* Assignment
Each record below needs to be written out exactly as it reads.

* Records supplied

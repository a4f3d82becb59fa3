//! Viewer page endpoint.
//!
//! Resolves the active document from the `doc` query parameter,
//! renders its body and heading tree, and returns the assembled page
//! shell.

use std::sync::Arc;

use axum::extract::{Query, State};
use axum::response::Html;
use mdview_site::{render_document_switcher, render_header_tree};
use serde::Deserialize;

use crate::error::ServerError;
use crate::page::{PageData, render_page};
use crate::state::AppState;

/// Query parameters for GET /.
#[derive(Debug, Deserialize)]
pub(crate) struct ViewerParams {
    /// Requested document id. Missing or unknown ids fall back to the
    /// first document.
    doc: Option<String>,
}

/// Handle GET /.
pub(crate) async fn view_document(
    State(state): State<Arc<AppState>>,
    Query(params): Query<ViewerParams>,
) -> Result<Html<String>, ServerError> {
    let active = state.repo.resolve_active(params.doc.as_deref());
    tracing::debug!(doc = %active.id, "Rendering document");

    let text = state.storage.read(&active.path)?;
    let parsed = mdview_renderer::parse(&text)?;
    let content = mdview_renderer::render_markdown(parsed.body)?;

    let html = render_page(&PageData {
        title: &state.title,
        menu_label: &state.menu_label,
        dark_mode: state.dark_mode,
        switcher: &render_document_switcher(state.repo.documents()),
        header_tree: &render_header_tree(&parsed.headers),
        content: &content,
    });

    Ok(Html(html))
}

* Response to this task
repository a4f3d82becb59fa3
//! Viewer page endpoint.
//!
//! Resolves the active document from the `doc` query parameter,
//! renders its body and heading tree, and returns the assembled page
//! shell.

use std::sync::Arc;

use axum::extract::{Query, State};
use axum::response::Html;
use mdview_site::{render_document_switcher, render_header_tree};
use serde::Deserialize;

use crate::error::ServerError;
use crate::page::{PageData, render_page};
use crate::state::AppState;

/// Query parameters for GET /.
#[derive(Debug, Deserialize)]
pub(crate) struct ViewerParams {
    /// Requested document id. Missing or unknown ids fall back to the
    /// first document.
    doc: Option<String>,
}

/// Handle GET /.
pub(crate) async fn view_document(
    State(state): State<Arc<AppState>>,
    Query(params): Query<ViewerParams>,
) -> Result<Html<String>, ServerError> {
    let active = state.repo.resolve_active(params.doc.as_deref());
    tracing::debug!(doc = %active.id, "Rendering document");

    let text = state.storage.read(&active.path)?;
    let parsed = mdview_renderer::parse(&text)?;
    let content = mdview_renderer::render_markdown(parsed.body)?;

    let html = render_page(&PageData {
        title: &state.title,
        menu_label: &state.menu_label,
        dark_mode: state.dark_mode,
        switcher: &render_document_switcher(state.repo.documents()),
        header_tree: &render_header_tree(&parsed.headers),
        content: &content,
    });

    Ok(Html(html))
}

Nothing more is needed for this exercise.